Opinion ID: 1501486
Heading Depth: 1
Heading Rank: 3

Heading: cohen issue

Text: As stated earlier, one of the exceptions to the final judgment rule which we have recognized was announced by this Court in Northeast Investment Company, Inc. v. Leisure Living Communities, Inc., Me., 351 A.2d 845 (1976), in which we heard an appeal from an order confirming an attachment of real estate. In Northeast Investment we adopted the test of Cohen v.

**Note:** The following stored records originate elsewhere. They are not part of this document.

//! The closed instruction vocabulary.
//!
//! Every [`Opcode`] is represented in the graph by one predefined instruction
//! neuron (see [`Predefined::instruction`](crate::Predefined::instruction)).
//! Codes are explicit and stable because they determine those neurons' ids,
//! which end up in persisted graphs.
//!
//! The execution semantics live in `cortex-exec`; this module only carries
//! the static contract every instruction exposes: arity, whether the
//! processor resolves arguments before dispatch, and the shape of the result
//! (which decides whether a typed fast path exists).

use serde::{Deserialize, Serialize};

/// Arity contract of an instruction.
#[derive(Debug, Clone, Copy, PartialEq, Eq)]
pub enum ArgCount {
    /// Exactly `n` arguments.
    Fixed(usize),
    /// `n` or more arguments.
    AtLeast(usize),
    /// Any number of arguments, including none.
    Variable,
}

impl ArgCount {
    /// Returns `true` if `count` arguments satisfy the contract.
    pub fn accepts(self, count: usize) -> bool {
        match self {
            ArgCount::Fixed(n) => count == n,
            ArgCount::AtLeast(n) => count >= n,
            ArgCount::Variable => true,
        }
    }
}

/// Result shape of an instruction, used to pick typed fast paths.
#[derive(Debug, Clone, Copy, PartialEq, Eq)]
pub enum ResultShape {
    /// Produces a list of neurons (or nothing).
    Neurons,
    /// Produces an integer.
    Int,
    /// Produces an integer or a double depending on its operands.
    Number,
    /// Produces a boolean.
    Bool,
}

/// Grouping used for diagnostics.
#[derive(Debug, Clone, Copy, PartialEq, Eq)]
pub enum Family {
    Children,
    Links,
    Info,
    Neurons,
    Arithmetic,
    Lists,
    Stack,
    Timer,
}

/// Instruction opcodes.
#[derive(Debug, Clone, Copy, PartialEq, Eq, Hash, PartialOrd, Ord, Serialize, Deserialize)]
#[repr(u16)]
pub enum Opcode {
    // children
    ChildCount = 1,
    GetChildren = 2,
    GetFirstChild = 3,
    GetLastChild = 4,
    GetChildAt = 5,
    IndexOfChild = 6,
    ContainsChild = 7,
    AddChild = 8,
    InsertChild = 9,
    SetChild = 10,
    RemoveChild = 11,
    RemoveChildAt = 12,
    ClearChildren = 13,
    GetClusterMeaning = 14,
    SetClusterMeaning = 15,
    GetClusters = 16,
    GetClustersWithMeaning = 17,
    ClusterCount = 18,

    // links
    LinkOutCount = 20,
    LinkInCount = 21,
    GetFirstOut = 22,
    GetOutgoing = 23,
    GetFirstIn = 24,
    GetIncoming = 25,
    GetOutMeanings = 26,
    GetInMeanings = 27,
    LinkExists = 28,
    InsertLink = 29,
    RemoveLink = 30,
    RemoveLinksOut = 31,
    RemoveLinksIn = 32,
    SetFirstOut = 33,

    // link info
    GetInfo = 40,
    GetFirstInfo = 41,
    GetLastInfo = 42,
    GetInfoAt = 43,
    InfoCount = 44,
    IndexOfInfo = 45,
    AddInfo = 46,
    InsertInfo = 47,
    SetInfoAt = 48,
    RemoveInfo = 49,
    RemoveInfoAt = 50,
    ClearInfo = 51,

    // neurons and values
    New = 60,
    NewCluster = 61,
    Delete = 62,
    TypeOf = 63,
    GetId = 64,
    SetValue = 65,
    Concat = 66,

    // arithmetic and logic
    Add = 70,
    Subtract = 71,
    Multiply = 72,
    Divide = 73,
    Modulus = 74,
    Negate = 75,
    Equal = 76,
    NotEqual = 77,
    Less = 78,
    LessOrEqual = 79,
    Greater = 80,
    GreaterOrEqual = 81,
    And = 82,
    Or = 83,
    Not = 84,
    Count = 85,
    Random = 86,
    ToInt = 87,
    ToDouble = 88,
    IsEmpty = 89,

    // lists
    Union = 90,
    Intersect = 91,
    Complement = 92,
    Distinct = 93,
    First = 94,
    Last = 95,
    Reverse = 96,

    // stack, frames and control
    Push = 100,
    Pop = 101,
    Peek = 102,
    StackCount = 103,
    PushValue = 104,
    PopValue = 105,
    Return = 106,
    ReturnValueIf = 107,
    ExitConditional = 108,
    ExitLink = 109,
    Break = 110,
    Continue = 111,
    Call = 112,
    Solve = 113,
    Log = 114,

    // timers
    StartTimer = 120,
    StopTimer = 121,
    SetTimerInterval = 122,
    GetTimerInterval = 123,
    IsTimerActive = 124,
}

impl Opcode {
    /// Every opcode, in code order.
    pub const ALL: &'static [Opcode] = &[
        Opcode::ChildCount,
        Opcode::GetChildren,
        Opcode::GetFirstChild,
        Opcode::GetLastChild,
        Opcode::GetChildAt,
        Opcode::IndexOfChild,
        Opcode::ContainsChild,
        Opcode::AddChild,
        Opcode::InsertChild,
        Opcode::SetChild,
        Opcode::RemoveChild,
        Opcode::RemoveChildAt,
        Opcode::ClearChildren,
        Opcode::GetClusterMeaning,
        Opcode::SetClusterMeaning,
        Opcode::GetClusters,
        Opcode::GetClustersWithMeaning,
        Opcode::ClusterCount,
        Opcode::LinkOutCount,
        Opcode::LinkInCount,
        Opcode::GetFirstOut,
        Opcode::GetOutgoing,
        Opcode::GetFirstIn,
        Opcode::GetIncoming,
        Opcode::GetOutMeanings,
        Opcode::GetInMeanings,
        Opcode::LinkExists,
        Opcode::InsertLink,
        Opcode::RemoveLink,
        Opcode::RemoveLinksOut,
        Opcode::RemoveLinksIn,
        Opcode::SetFirstOut,
        Opcode::GetInfo,
        Opcode::GetFirstInfo,
        Opcode::GetLastInfo,
        Opcode::GetInfoAt,
        Opcode::InfoCount,
        Opcode::IndexOfInfo,
        Opcode::AddInfo,
        Opcode::InsertInfo,
        Opcode::SetInfoAt,
        Opcode::RemoveInfo,
        Opcode::RemoveInfoAt,
        Opcode::ClearInfo,
        Opcode::New,
        Opcode::NewCluster,
        Opcode::Delete,
        Opcode::TypeOf,
        Opcode::GetId,
        Opcode::SetValue,
        Opcode::Concat,
        Opcode::Add,
        Opcode::Subtract,
        Opcode::Multiply,
        Opcode::Divide,
        Opcode::Modulus,
        Opcode::Negate,
        Opcode::Equal,
        Opcode::NotEqual,
        Opcode::Less,
        Opcode::LessOrEqual,
        Opcode::Greater,
        Opcode::GreaterOrEqual,
        Opcode::And,
        Opcode::Or,
        Opcode::Not,
        Opcode::Count,
        Opcode::Random,
        Opcode::ToInt,
        Opcode::ToDouble,
        Opcode::IsEmpty,
        Opcode::Union,
        Opcode::Intersect,
        Opcode::Complement,
        Opcode::Distinct,
        Opcode::First,
        Opcode::Last,
        Opcode::Reverse,
        Opcode::Push,
        Opcode::Pop,
        Opcode::Peek,
        Opcode::StackCount,
        Opcode::PushValue,
        Opcode::PopValue,
        Opcode::Return,
        Opcode::ReturnValueIf,
        Opcode::ExitConditional,
        Opcode::ExitLink,
        Opcode::Break,
        Opcode::Continue,
        Opcode::Call,
        Opcode::Solve,
        Opcode::Log,
        Opcode::StartTimer,
        Opcode::StopTimer,
        Opcode::SetTimerInterval,
        Opcode::GetTimerInterval,
        Opcode::IsTimerActive,
    ];

    /// Name used in logs and traces.
    pub fn name(self) -> String {
        format!("{self:?}")
    }

    /// Stable numeric code.
    pub fn code(self) -> u16 {
        self as u16
    }

    /// Looks up an opcode by its numeric code.
    pub fn from_code(code: u16) -> Option<Opcode> {
        Self::ALL.iter().copied().find(|op| op.code() == code)
    }

    /// Arity contract, counted after argument resolution for opcodes that
    /// resolve their arguments and in argument expressions otherwise.
    pub fn arg_count(self) -> ArgCount {
        use ArgCount::*;
        use Opcode::*;
        match self {
            ChildCount | GetChildren | GetFirstChild | GetLastChild | ClearChildren
            | GetClusterMeaning | GetClusters | ClusterCount => Fixed(1),
            GetChildAt | IndexOfChild | ContainsChild | RemoveChildAt | SetClusterMeaning
            | GetClustersWithMeaning => Fixed(2),
            InsertChild | SetChild => Fixed(3),
            AddChild | RemoveChild => AtLeast(2),

            LinkOutCount | LinkInCount | GetOutMeanings | GetInMeanings => Fixed(1),
            GetFirstOut | GetOutgoing | GetFirstIn | GetIncoming => Fixed(2),
            LinkExists | InsertLink | RemoveLink | SetFirstOut => Fixed(3),
            RemoveLinksOut | RemoveLinksIn => AtLeast(1),

            GetInfo | GetFirstInfo | GetLastInfo | InfoCount | ClearInfo => Fixed(3),
            GetInfoAt | IndexOfInfo | RemoveInfoAt => Fixed(4),
            InsertInfo | SetInfoAt => Fixed(5),
            AddInfo | RemoveInfo => AtLeast(4),

            New | NewCluster | TypeOf | GetId => Fixed(1),
            SetValue => Fixed(2),
            Delete => AtLeast(1),
            Concat => Variable,

            Add | Subtract | Multiply | And | Or => AtLeast(2),
            Divide | Modulus | Equal | NotEqual | Less | LessOrEqual | Greater
            | GreaterOrEqual | Random | Complement => Fixed(2),
            Negate | Not | ToInt | ToDouble => Fixed(1),
            Count | IsEmpty | Distinct | First | Last | Reverse => Variable,
            Union | Intersect => AtLeast(1),

            Pop | Peek | StackCount | ExitConditional | ExitLink | Break | Continue => Fixed(0),
            Push | PushValue | PopValue | ReturnValueIf | Call | Solve => AtLeast(1),
            Return | Log => Variable,

            StartTimer | StopTimer | GetTimerInterval | IsTimerActive => Fixed(1),
            SetTimerInterval => Fixed(2),
        }
    }

    /// Returns `false` for opcodes that evaluate their argument expressions
    /// themselves (typed operands, per-argument lists, unevaluated variables).
    pub fn resolves_arguments(self) -> bool {
        use Opcode::*;
        !matches!(
            self,
            Add | Subtract
                | Multiply
                | Divide
                | Modulus
                | Negate
                | Equal
                | NotEqual
                | Less
                | LessOrEqual
                | Greater
                | GreaterOrEqual
                | And
                | Or
                | Not
                | Random
                | ToInt
                | ToDouble
                | Union
                | Intersect
                | Complement
                | PopValue
                | ReturnValueIf
        )
    }

    /// Shape of the value this opcode produces when evaluated.
    pub fn result_shape(self) -> ResultShape {
        use Opcode::*;
        match self {
            ChildCount | IndexOfChild | ClusterCount | LinkOutCount | LinkInCount | InfoCount
            | IndexOfInfo | GetId | Count | Random | ToInt | StackCount | GetTimerInterval => {
                ResultShape::Int
            }
            Add | Subtract | Multiply | Divide | Modulus | Negate | ToDouble => ResultShape::Number,
            ContainsChild | LinkExists | Equal | NotEqual | Less | LessOrEqual | Greater
            | GreaterOrEqual | And | Or | Not | IsEmpty | IsTimerActive => ResultShape::Bool,
            _ => ResultShape::Neurons,
        }
    }

    /// Family the opcode belongs to.
    pub fn family(self) -> Family {
        match self.code() {
            1..=18 => Family::Children,
            20..=33 => Family::Links,
            40..=51 => Family::Info,
            60..=66 => Family::Neurons,
            70..=89 => Family::Arithmetic,
            90..=96 => Family::Lists,
            100..=114 => Family::Stack,
            _ => Family::Timer,
        }
    }
}

impl std::fmt::Display for Opcode {
    fn fmt(&self, f: &mut std::fmt::Formatter<'_>) -> std::fmt::Result {
        write!(f, "{self:?}")
    }
}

Beneficial Industrial Loan Corporation, 337 U.S. 541, 69 S.Ct. 1221, 93 L.Ed. 1528 (1949) providing for immediate appeal of interlocutory orders within that small class which finally determine claims of right separable from, and collateral to, rights asserted in the action, too important to be denied review and too independent of the cause itself to require that appellate consideration be deferred until the whole case is adjudicated. 351 A.2d at 851. In Northeast Investment, however, we were considering the test for review of interlocutory orders in the absence of a statutory grant of appeal. Orders granting or denying attachments were not specifically made appealable by statute, and it was necessary to consider under what circumstances such appeals would be heard. The circumstances here are quite different; the explicit grant of § 5945(1)(c) makes unnecessary a consideration of whether the instant order would otherwise be appealable by virtue of the Cohen rule adopted in Northeast Investment.